==== WORKING DATA
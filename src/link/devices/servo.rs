//! Six-channel servo controller.

use std::sync::Arc;

use parking_lot::Mutex;

use crate::link::{
    config::LinkConfig,
    controller::UsbController,
    error::Result,
    helpers::{check_sub_device, clip_checked, scale},
    last_known::LastKnown,
    lifecycle::DeviceHooks,
    transport::{Transport, TransportFactory, Window},
    wire::{PwmStatus, WireByte},
};

pub const SERVO_FIRST: usize = 1;
pub const SERVO_LAST: usize = 6;
const SERVO_COUNT: usize = SERVO_LAST - SERVO_FIRST + 1;

pub const WINDOW: Window = Window::new(0x40, 0x09);

const ADDRESS_CHANNEL: [u8; SERVO_COUNT] = [0x42, 0x43, 0x44, 0x45, 0x46, 0x47];
const ADDRESS_PWM: u8 = 0x48;

const POSITION_BYTE_MAX: f64 = 255.0;

struct ServoState {
    commanded: [LastKnown<f64>; SERVO_COUNT],
    pwm_enabled: LastKnown<bool>,
}

impl ServoState {
    fn forget(&mut self) {
        for position in &mut self.commanded {
            position.invalidate();
        }
        self.pwm_enabled.invalidate();
    }
}

pub struct ServoController {
    usb: UsbController,
    state: Mutex<ServoState>,
}

impl ServoController {
    pub fn new(
        name: impl Into<String>,
        config: LinkConfig,
        factory: impl TransportFactory + 'static,
    ) -> Self {
        let freshness = config.value_freshness();
        let state = ServoState {
            commanded: core::array::from_fn(|_| LastKnown::with_freshness(freshness)),
            pwm_enabled: LastKnown::with_freshness(freshness),
        };
        Self {
            usb: UsbController::new(name, WINDOW, config, factory),
            state: Mutex::new(state),
        }
    }

    lifecycle_methods!();

    /// Disables PWM, letting every servo go limp.
    pub fn initialize_hardware(&self) -> Result<()> {
        self.pwm_disable()
    }

    pub fn reset_for_op_mode(&self) -> Result<()> {
        self.pwm_disable()
    }

    /// Commands `servo` to `position` in `[0, 1]` (clipped; NaN rejected)
    /// and enables PWM. Nothing is written when the position is unchanged.
    pub fn set_servo_position(&self, servo: usize, position: f64) -> Result<()> {
        check_sub_device(servo, SERVO_FIRST, SERVO_LAST)?;
        let position = clip_checked("servo position", position, 0.0, 1.0)?;

        let mut state = self.state.lock();
        if state.commanded[servo - SERVO_FIRST].update_value(position) {
            let byte = scale(position, 0.0, 1.0, 0.0, POSITION_BYTE_MAX) as u8;
            let _ = self
                .usb
                .gate()
                .write8(ADDRESS_CHANNEL[servo - SERVO_FIRST], byte)?;
            self.enable_locked(&mut state)?;
        }
        Ok(())
    }

    /// Last commanded position, even if it has since gone stale or PWM was
    /// disabled. `None` if nothing was ever commanded.
    pub fn servo_position(&self, servo: usize) -> Result<Option<f64>> {
        check_sub_device(servo, SERVO_FIRST, SERVO_LAST)?;
        Ok(self.state.lock().commanded[servo - SERVO_FIRST].raw_value())
    }

    pub fn pwm_enable(&self) -> Result<()> {
        let mut state = self.state.lock();
        self.enable_locked(&mut state)
    }

    fn enable_locked(&self, state: &mut ServoState) -> Result<()> {
        if state.pwm_enabled.update_value(true) {
            let _ = self
                .usb
                .gate()
                .write8(ADDRESS_PWM, PwmStatus::Enabled.to_wire_byte())?;
        }
        Ok(())
    }

    /// Disables PWM. Commanded positions are marked stale, so the next
    /// command is written even if it repeats the last one.
    pub fn pwm_disable(&self) -> Result<()> {
        let mut state = self.state.lock();
        if state.pwm_enabled.update_value(false) {
            let _ = self
                .usb
                .gate()
                .write8(ADDRESS_PWM, PwmStatus::Disabled.to_wire_byte())?;
            for position in &mut state.commanded {
                position.invalidate();
            }
        }
        Ok(())
    }

    pub fn pwm_status(&self) -> Result<PwmStatus> {
        Ok(PwmStatus::from_wire_byte(self.usb.gate().read8(ADDRESS_PWM)?))
    }
}

impl DeviceHooks for ServoController {
    fn on_arm(&self, _transport: &Arc<dyn Transport>) -> Result<()> {
        self.state.lock().forget();
        Ok(())
    }

    fn on_disarm(&self) {
        self.state.lock().forget();
    }

    fn on_safe_state(&self) {
        if let Err(err) = self.pwm_disable() {
            tracing::warn!(device = %self.usb.name(), %err, "could not disable pwm");
        }
    }
}

impl core::fmt::Debug for ServoController {
    fn fmt(&self, f: &mut core::fmt::Formatter<'_>) -> core::fmt::Result {
        f.debug_struct("ServoController")
            .field("usb", &self.usb)
            .finish_non_exhaustive()
    }
}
========
— TASK DETAILS —
Could you please copy the lines above exactly, beginning at the first and ending at the line that contains "position, 0.0, 1.0)?;"?

— COMPLETED EXERCISE —
filename src/link/devices/servo.rs
//! Six-channel servo controller.

use std::sync::Arc;

use parking_lot::Mutex;

use crate::link::{
    config::LinkConfig,
    controller::UsbController,
    error::Result,
    helpers::{check_sub_device, clip_checked, scale},
    last_known::LastKnown,
    lifecycle::DeviceHooks,
    transport::{Transport, TransportFactory, Window},
    wire::{PwmStatus, WireByte},
};

pub const SERVO_FIRST: usize = 1;
pub const SERVO_LAST: usize = 6;
const SERVO_COUNT: usize = SERVO_LAST - SERVO_FIRST + 1;

pub const WINDOW: Window = Window::new(0x40, 0x09);

const ADDRESS_CHANNEL: [u8; SERVO_COUNT] = [0x42, 0x43, 0x44, 0x45, 0x46, 0x47];
const ADDRESS_PWM: u8 = 0x48;

const POSITION_BYTE_MAX: f64 = 255.0;

struct ServoState {
    commanded: [LastKnown<f64>; SERVO_COUNT],
    pwm_enabled: LastKnown<bool>,
}

impl ServoState {
    fn forget(&mut self) {
        for position in &mut self.commanded {
            position.invalidate();
        }
        self.pwm_enabled.invalidate();
    }
}

pub struct ServoController {
    usb: UsbController,
    state: Mutex<ServoState>,
}

impl ServoController {
    pub fn new(
        name: impl Into<String>,
        config: LinkConfig,
        factory: impl TransportFactory + 'static,
    ) -> Self {
        let freshness = config.value_freshness();
        let state = ServoState {
            commanded: core::array::from_fn(|_| LastKnown::with_freshness(freshness)),
            pwm_enabled: LastKnown::with_freshness(freshness),
        };
        Self {
            usb: UsbController::new(name, WINDOW, config, factory),
            state: Mutex::new(state),
        }
    }

    lifecycle_methods!();

    /// Disables PWM, letting every servo go limp.
    pub fn initialize_hardware(&self) -> Result<()> {
        self.pwm_disable()
    }

    pub fn reset_for_op_mode(&self) -> Result<()> {
        self.pwm_disable()
    }

    /// Commands `servo` to `position` in `[0, 1]` (clipped; NaN rejected)
    /// and enables PWM. Nothing is written when the position is unchanged.
    pub fn set_servo_position(&self, servo: usize, position: f64) -> Result<()> {
        check_sub_device(servo, SERVO_FIRST, SERVO_LAST)?;
        let position = clip_checked("servo position", position, 0.0, 1.0)?;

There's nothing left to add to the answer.